• [Problem description]:
Each time a line of the listing holds "workflow", copy that line.

• [The records]:

use http::header;
use tower_http::compression::CompressionLayer;
use tower_http::cors::CorsLayer;
use tower_http::set_header::SetResponseHeaderLayer;
use tower_http::trace::TraceLayer;

use lanonasis_mcp_gateway::config::{GatewayConfig, GatewayMode};
use lanonasis_mcp_gateway::state::AppState;
use lanonasis_mcp_gateway::{create_router, logging, mcp, warmup};

fn build_app(state: AppState) -> axum::Router {
    // Discovery documents must be reachable from any origin, so CORS is
    // wide open; authorization happens upstream, never here.
    let cors = CorsLayer::permissive();

    create_router(state)
        .layer(cors)
        .layer(SetResponseHeaderLayer::overriding(
            header::X_CONTENT_TYPE_OPTIONS,
            header::HeaderValue::from_static("nosniff"),
        ))
        .layer(SetResponseHeaderLayer::overriding(
            header::X_FRAME_OPTIONS,
            header::HeaderValue::from_static("DENY"),
        ))
        .layer(SetResponseHeaderLayer::overriding(
            header::REFERRER_POLICY,
            header::HeaderValue::from_static("strict-origin-when-cross-origin"),
        ))
        .layer(TraceLayer::new_for_http())
        .layer(CompressionLayer::new())
}

#[tokio::main]
async fn main() -> anyhow::Result<()> {
    dotenvy::dotenv().ok();

    let (config, warnings) = GatewayConfig::from_env()?;
    logging::init_tracing(&config);
    for warning in &warnings {
        tracing::warn!(component = "config", "{warning}");
    }

    let state = AppState::new(config);
    tracing::info!(
        component = "startup",
        tools = state.registry.tool_count(),
        prompts = state.registry.prompt_count(),
        resources = state.registry.resource_count(),
        api = %state.config.api_base_url,
        functions = %state.config.functions_base_url,
        "gateway initialised"
    );

    let _sweeper = state.caches.clone().spawn_sweeper();
    let _warmup = warmup::spawn(state.clone());

    match state.config.mode {
        GatewayMode::Stdio => mcp::stdio::run(state).await,
        GatewayMode::Http => serve_http(state).await,
    }
}

async fn serve_http(state: AppState) -> anyhow::Result<()> {
    let port = state.config.port;
    let summary_state = state.clone();
    let app = build_app(state);

    let addr = std::net::SocketAddr::from(([0, 0, 0, 0], port));
    let listener = tokio::net::TcpListener::bind(addr).await?;
    tracing::info!(component = "startup", %addr, "gateway listening");

    axum::serve(listener, app)
        .with_graceful_shutdown(shutdown_signal())
        .await?;

    tracing::info!(
        component = "shutdown",
        uptime_seconds = summary_state.metrics.uptime().as_secs(),
        total_requests = summary_state.metrics.total_requests(),
        open_sessions = summary_state.sessions.len(),
        "gateway stopped"
    );
    Ok(())
}

async fn shutdown_signal() {
    let ctrl_c = tokio::signal::ctrl_c();
    #[cfg(unix)]
    {
        let mut sigterm = tokio::signal::unix::signal(tokio::signal::unix::SignalKind::terminate())
            .expect("failed to install SIGTERM handler");
        tokio::select! {
            _ = ctrl_c => {},
            _ = sigterm.recv() => {},
        }
    }
    #[cfg(not(unix))]
    {
        ctrl_c.await.ok();
    }
    tracing::info!("Shutdown signal received, starting graceful shutdown");
}
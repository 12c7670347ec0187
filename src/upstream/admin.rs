//! API-key, project, organization, and system operations on the primary
//! REST API.

use reqwest::Method;
use serde_json::{Value, json};

use super::{Upstream, UpstreamClient};
use crate::error::GatewayError;
use crate::state::RequestContext;

const API_KEYS_PATH: &str = "/api/v1/api-keys";

impl UpstreamClient {
    // ── API keys ────────────────────────────────────────────────────────

    pub async fn list_api_keys(&self, ctx: &RequestContext) -> Result<Value, GatewayError> {
        self.request(Upstream::Api, Method::GET, API_KEYS_PATH, &[], None, ctx)
            .await
    }

    pub async fn create_api_key(
        &self,
        payload: &Value,
        ctx: &RequestContext,
    ) -> Result<Value, GatewayError> {
        self.request(
            Upstream::Api,
            Method::POST,
            API_KEYS_PATH,
            &[],
            Some(payload),
            ctx,
        )
        .await
    }

    pub async fn delete_api_key(
        &self,
        key_id: &str,
        ctx: &RequestContext,
    ) -> Result<Value, GatewayError> {
        self.request(
            Upstream::Api,
            Method::DELETE,
            &format!("{API_KEYS_PATH}/{key_id}"),
            &[],
            None,
            ctx,
        )
        .await
    }

    pub async fn rotate_api_key(
        &self,
        key_id: &str,
        ctx: &RequestContext,
    ) -> Result<Value, GatewayError> {
        self.request(
            Upstream::Api,
            Method::POST,
            &format!("{API_KEYS_PATH}/{key_id}/rotate"),
            &[],
            None,
            ctx,
        )
        .await
    }

    pub async fn revoke_api_key(
        &self,
        key_id: &str,
        ctx: &RequestContext,
    ) -> Result<Value, GatewayError> {
        self.request(
            Upstream::Api,
            Method::POST,
            &format!("{API_KEYS_PATH}/{key_id}/revoke"),
            &[],
            None,
            ctx,
        )
        .await
    }

    // ── Projects & organization ─────────────────────────────────────────

    pub async fn list_projects(&self, ctx: &RequestContext) -> Result<Value, GatewayError> {
        self.request(
            Upstream::Api,
            Method::GET,
            "/api/v1/projects",
            &[],
            None,
            ctx,
        )
        .await
    }

    pub async fn create_project(
        &self,
        payload: &Value,
        ctx: &RequestContext,
    ) -> Result<Value, GatewayError> {
        self.request(
            Upstream::Api,
            Method::POST,
            "/api/v1/projects",
            &[],
            Some(payload),
            ctx,
        )
        .await
    }

    pub async fn get_organization(&self, ctx: &RequestContext) -> Result<Value, GatewayError> {
        self.request(
            Upstream::Api,
            Method::GET,
            "/api/v1/organization",
            &[],
            None,
            ctx,
        )
        .await
    }

    // ── System ──────────────────────────────────────────────────────────

    pub async fn system_health(&self, ctx: &RequestContext) -> Result<Value, GatewayError> {
        self.request(Upstream::Api, Method::GET, "/api/v1/health", &[], None, ctx)
            .await
    }

    pub async fn auth_status(&self, ctx: &RequestContext) -> Result<Value, GatewayError> {
        self.request(
            Upstream::Api,
            Method::GET,
            "/api/v1/auth/status",
            &[],
            None,
            ctx,
        )
        .await
    }

    pub async fn get_config(&self, key: &str, ctx: &RequestContext) -> Result<Value, GatewayError> {
        self.request(
            Upstream::Api,
            Method::GET,
            &format!("/api/v1/config/{key}"),
            &[],
            None,
            ctx,
        )
        .await
    }

    pub async fn set_config(
        &self,
        key: &str,
        value: &Value,
        ctx: &RequestContext,
    ) -> Result<Value, GatewayError> {
        self.request(
            Upstream::Api,
            Method::PUT,
            &format!("/api/v1/config/{key}"),
            &[],
            Some(&json!({ "value": value })),
            ctx,
        )
        .await
    }
}
use serde_json::{Value, json};

use lanonasis_mcp_gateway::mcp::handle_envelope;
use lanonasis_mcp_gateway::state::{AppState, RequestContext};

const EXPECTED_TOOLS: &[&str] = &[
    // Memory
    "list_memories",
    "create_memory",
    "create_memory_chunked",
    "get_memory",
    "update_memory",
    "delete_memory",
    "search_memories",
    "search_lanonasis_docs",
    // API keys
    "list_api_keys",
    "create_api_key",
    "delete_api_key",
    "rotate_api_key",
    "revoke_api_key",
    // Projects & organization
    "list_projects",
    "create_project",
    "get_organization_info",
    // System
    "get_health_status",
    "get_auth_status",
    "get_config",
    "set_config",
    // Intelligence
    "intelligence_health_check",
    "intelligence_suggest_tags",
    "intelligence_find_related",
    "intelligence_detect_duplicates",
    "intelligence_extract_insights",
    "intelligence_analyze_patterns",
    // Memory utilities
    "memory_stats",
    "memory_bulk_delete",
];

fn ctx() -> RequestContext {
    RequestContext::new("tool-test")
}

async fn call(state: &AppState, method: &str, params: Value) -> Value {
    let request = json!({"jsonrpc": "2.0", "id": 1, "method": method, "params": params});
    handle_envelope(state, &ctx(), &request)
        .await
        .expect("response envelope")
}

#[tokio::test]
async fn the_catalog_is_exactly_the_advertised_surface() {
    let state = AppState::new_test();
    let response = call(&state, "tools/list", json!({})).await;
    let tools = response["result"]["tools"].as_array().expect("tools");

    let mut names: Vec<&str> = tools.iter().map(|t| t["name"].as_str().unwrap()).collect();
    let mut expected: Vec<&str> = EXPECTED_TOOLS.to_vec();
    names.sort_unstable();
    expected.sort_unstable();
    assert_eq!(names, expected);
}

#[tokio::test]
async fn every_tool_advertises_schema_docs_and_annotations() {
    let state = AppState::new_test();
    let response = call(&state, "tools/list", json!({})).await;
    let tools = response["result"]["tools"].as_array().expect("tools");

    for tool in tools {
        let name = tool["name"].as_str().unwrap();
        assert!(
            !tool["description"].as_str().unwrap().is_empty(),
            "{name} has no description"
        );
        assert!(!tool["title"].as_str().unwrap().is_empty());
        assert_eq!(tool["inputSchema"]["type"], "object", "{name}");
        // Strict schemas: unknown fields are rejected.
        assert_eq!(tool["inputSchema"]["additionalProperties"], false, "{name}");
        for hint in [
            "readOnlyHint",
            "destructiveHint",
            "idempotentHint",
            "openWorldHint",
        ] {
            assert!(tool["annotations"][hint].is_boolean(), "{name} missing {hint}");
        }
    }
}

#[tokio::test]
async fn annotation_groups_match_tool_intent() {
    let state = AppState::new_test();
    let response = call(&state, "tools/list", json!({})).await;
    let tools = response["result"]["tools"].as_array().expect("tools");
    let annotation = |name: &str| {
        tools
            .iter()
            .find(|t| t["name"] == name)
            .unwrap_or_else(|| panic!("{name} missing"))["annotations"]
            .clone()
    };

    for read_only in ["list_memories", "search_memories", "get_health_status"] {
        assert_eq!(annotation(read_only)["readOnlyHint"], true, "{read_only}");
    }
    for destructive in ["delete_memory", "delete_api_key", "memory_bulk_delete"] {
        assert_eq!(
            annotation(destructive)["destructiveHint"],
            true,
            "{destructive}"
        );
    }
    assert_eq!(annotation("update_memory")["idempotentHint"], true);
    assert_eq!(annotation("create_memory")["idempotentHint"], false);
    assert_eq!(annotation("search_lanonasis_docs")["openWorldHint"], true);
}

#[tokio::test]
async fn enum_fields_advertise_their_closed_sets() {
    let state = AppState::new_test();
    let response = call(&state, "tools/list", json!({})).await;
    let tools = response["result"]["tools"].as_array().expect("tools");
    let list = tools
        .iter()
        .find(|t| t["name"] == "list_memories")
        .expect("list_memories");

    let schema = &list["inputSchema"]["properties"];
    assert_eq!(
        schema["memory_type"]["enum"],
        json!(["context", "project", "knowledge", "reference", "personal", "workflow"])
    );
    assert_eq!(
        schema["sort_by"]["enum"],
        json!(["created_at", "updated_at", "title"])
    );
    assert_eq!(schema["sort_order"]["enum"], json!(["asc", "desc"]));
    assert_eq!(schema["limit"]["maximum"], 100);
}

#[tokio::test]
async fn unknown_tool_is_rejected_before_any_upstream_work() {
    let state = AppState::new_test();
    let response = call(
        &state,
        "tools/call",
        json!({"name": "not_a_tool", "arguments": {}}),
    )
    .await;
    assert_eq!(response["result"]["isError"], true);
    let payload: Value =
        serde_json::from_str(response["result"]["content"][0]["text"].as_str().unwrap()).unwrap();
    assert_eq!(payload["error"]["code"], "VALIDATION_ERROR");
    assert_eq!(state.breakers.get("api").snapshot().total_failures, 0);
}

#[tokio::test]
async fn bulk_delete_requires_explicit_confirmation() {
    let state = AppState::new_test();
    let response = call(
        &state,
        "tools/call",
        json!({
            "name": "memory_bulk_delete",
            "arguments": { "memory_ids": ["a", "b"], "confirm": false },
        }),
    )
    .await;
    let payload: Value =
        serde_json::from_str(response["result"]["content"][0]["text"].as_str().unwrap()).unwrap();
    assert_eq!(payload["error"]["code"], "VALIDATION_ERROR");
    assert_eq!(payload["error"]["details"][0]["field"], "confirm");
    // Rejected before the functions domain was touched.
    assert_eq!(
        state.breakers.get("edgeFunctions").snapshot().total_failures,
        0
    );
}

#[tokio::test]
async fn find_related_needs_an_anchor() {
    let state = AppState::new_test();
    let response = call(
        &state,
        "tools/call",
        json!({"name": "intelligence_find_related", "arguments": {}}),
    )
    .await;
    let payload: Value =
        serde_json::from_str(response["result"]["content"][0]["text"].as_str().unwrap()).unwrap();
    assert_eq!(payload["error"]["code"], "VALIDATION_ERROR");
}

#[tokio::test]
async fn prompts_list_names_all_three() {
    let state = AppState::new_test();
    let response = call(&state, "prompts/list", json!({})).await;
    let prompts = response["result"]["prompts"].as_array().expect("prompts");
    let names: Vec<&str> = prompts.iter().map(|p| p["name"].as_str().unwrap()).collect();
    assert_eq!(
        names,
        vec!["memory-workflow", "api-key-management", "intelligence-guide"]
    );
}

#[tokio::test]
async fn resources_list_names_both_documents() {
    let state = AppState::new_test();
    let response = call(&state, "resources/list", json!({})).await;
    let resources = response["result"]["resources"].as_array().expect("resources");
    let uris: Vec<&str> = resources.iter().map(|r| r["uri"].as_str().unwrap()).collect();
    assert_eq!(
        uris,
        vec!["lanonasis://docs/api-reference", "lanonasis://config/current"]
    );
}

#[tokio::test]
async fn config_resource_renders_without_secrets() {
    let state = AppState::new_test();
    let response = call(
        &state,
        "resources/read",
        json!({"uri": "lanonasis://config/current"}),
    )
    .await;
    let contents = &response["result"]["contents"][0];
    assert_eq!(contents["mimeType"], "application/json");
    let config: Value = serde_json::from_str(contents["text"].as_str().unwrap()).unwrap();
    assert_eq!(config["maxRetries"], 0);
    assert!(config["apiKey"].is_null());
}

#[tokio::test]
async fn chunked_create_passes_small_content_through() {
    // Upstream is unreachable in tests, so the single forwarded create
    // fails — but it must fail as an upstream error, not a chunking one,
    // proving the pass-through path was taken.
    let state = AppState::new_test();
    let response = call(
        &state,
        "tools/call",
        json!({
            "name": "create_memory_chunked",
            "arguments": { "title": "Small", "content": "tiny note" },
        }),
    )
    .await;
    let payload: Value =
        serde_json::from_str(response["result"]["content"][0]["text"].as_str().unwrap()).unwrap();
    assert_eq!(payload["error"]["code"], "SERVICE_UNAVAILABLE");
}

#[tokio::test]
async fn chunked_create_reports_per_chunk_failures() {
    // 25k of sentence-shaped content with S4's parameters splits into 4
    // chunks; every upstream create fails here, so the summary reports
    // 4 attempts and 4 errors.
    let state = AppState::new_test();
    let sentence = "The quick brown fox jumps over the lazy dog. ";
    let content = sentence.repeat(25_000 / sentence.len() + 1);
    let content = &content[..25_000];

    let response = call(
        &state,
        "tools/call",
        json!({
            "name": "create_memory_chunked",
            "arguments": {
                "title": "Big import",
                "content": content,
                "max_chunk_size": 8_000,
                "overlap_size": 200,
                "min_chunk_size": 500,
            },
        }),
    )
    .await;
    assert_eq!(response["result"]["isError"], false);

    let summary: Value =
        serde_json::from_str(response["result"]["content"][0]["text"].as_str().unwrap()).unwrap();
    assert_eq!(summary["chunked"], true);
    assert_eq!(summary["totalChunks"], 4);
    assert_eq!(summary["successful"], 0);
    assert_eq!(summary["failed"], 4);
    assert_eq!(summary["originalLength"], 25_000);
    assert_eq!(summary["errors"].as_array().unwrap().len(), 4);
}
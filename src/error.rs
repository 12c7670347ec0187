//! Normalized error taxonomy.
//!
//! Every failure a client can observe collapses to one of these kinds before
//! it leaves the dispatcher or the upstream client. Each kind carries a
//! stable code, an HTTP-equivalent status, and a `retryable` flag.

use chrono::{DateTime, Utc};
use serde::Serialize;
use serde_json::{Value, json};

/// Per-field validation failure, surfaced in `details`.
#[derive(Debug, Clone, Serialize, PartialEq, Eq)]
pub struct FieldError {
    pub field: String,
    pub message: String,
}

impl FieldError {
    pub fn new(field: impl Into<String>, message: impl Into<String>) -> Self {
        Self {
            field: field.into(),
            message: message.into(),
        }
    }
}

#[derive(Debug, thiserror::Error)]
pub enum GatewayError {
    #[error("{message}")]
    Validation {
        message: String,
        details: Vec<FieldError>,
    },

    #[error("{message}")]
    Authentication { message: String },

    #[error("upstream rate limit exceeded")]
    RateLimited { retry_after_secs: Option<u64> },

    #[error("request deadline of {timeout_ms}ms exceeded")]
    Timeout { timeout_ms: u64 },

    #[error("{message}")]
    ServiceUnavailable { message: String },

    #[error("circuit breaker for {upstream} is open")]
    CircuitOpen {
        upstream: String,
        retry_at: DateTime<Utc>,
    },

    /// Malicious input detected. The message is intentionally vague — the
    /// matched category is logged, never echoed.
    #[error("request rejected: input failed safety checks")]
    InvalidInput,

    #[error("{message}")]
    Internal { message: String },

    #[error("{message}")]
    Unknown { message: String },
}

impl GatewayError {
    pub fn validation(message: impl Into<String>, details: Vec<FieldError>) -> Self {
        Self::Validation {
            message: message.into(),
            details,
        }
    }

    pub fn internal(message: impl Into<String>) -> Self {
        Self::Internal {
            message: message.into(),
        }
    }

    /// Stable machine-readable code.
    pub fn code(&self) -> &'static str {
        match self {
            Self::Validation { .. } => "VALIDATION_ERROR",
            Self::Authentication { .. } => "AUTHENTICATION_ERROR",
            Self::RateLimited { .. } => "RATE_LIMITED",
            Self::Timeout { .. } => "TIMEOUT",
            Self::ServiceUnavailable { .. } => "SERVICE_UNAVAILABLE",
            Self::CircuitOpen { .. } => "CIRCUIT_OPEN",
            Self::InvalidInput => "INVALID_INPUT",
            Self::Internal { .. } => "INTERNAL_ERROR",
            Self::Unknown { .. } => "UNKNOWN_ERROR",
        }
    }

    /// HTTP status this kind maps to.
    pub fn http_status(&self) -> u16 {
        match self {
            Self::Validation { .. } | Self::InvalidInput => 400,
            Self::Authentication { .. } => 401,
            Self::RateLimited { .. } => 429,
            Self::ServiceUnavailable { .. } | Self::CircuitOpen { .. } => 503,
            Self::Timeout { .. } => 504,
            Self::Internal { .. } | Self::Unknown { .. } => 500,
        }
    }

    pub fn retryable(&self) -> bool {
        matches!(
            self,
            Self::RateLimited { .. }
                | Self::Timeout { .. }
                | Self::ServiceUnavailable { .. }
                | Self::CircuitOpen { .. }
        )
    }

    /// The single error object a client sees, shaped
    /// `{success:false, error:{code, message, requestId, retryable, details?}}`.
    pub fn to_payload(&self, request_id: &str) -> Value {
        let mut error = json!({
            "code": self.code(),
            "message": self.to_string(),
            "requestId": request_id,
            "retryable": self.retryable(),
        });
        let obj = error.as_object_mut().expect("error payload is an object");
        match self {
            Self::Validation { details, .. } if !details.is_empty() => {
                obj.insert(
                    "details".to_string(),
                    serde_json::to_value(details).unwrap_or(Value::Null),
                );
            }
            Self::RateLimited {
                retry_after_secs: Some(secs),
            } => {
                obj.insert("details".to_string(), json!({ "retryAfterSecs": secs }));
            }
            Self::CircuitOpen { retry_at, .. } => {
                obj.insert(
                    "details".to_string(),
                    json!({ "retryAt": retry_at.to_rfc3339() }),
                );
            }
            _ => {}
        }
        json!({ "success": false, "error": error })
    }

    /// Log at warn for client-class errors, error for server-class.
    pub fn log(&self, request_id: &str) {
        let status = self.http_status();
        if status >= 500 {
            tracing::error!(
                request_id,
                code = self.code(),
                status,
                error = %self,
                "request failed"
            );
        } else {
            tracing::warn!(
                request_id,
                code = self.code(),
                status,
                error = %self,
                "request rejected"
            );
        }
    }
}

• [Completed exercise]:
        json!(["context", "project", "knowledge", "reference", "personal", "workflow"])
        vec!["memory-workflow", "api-key-management", "intelligence-guide"]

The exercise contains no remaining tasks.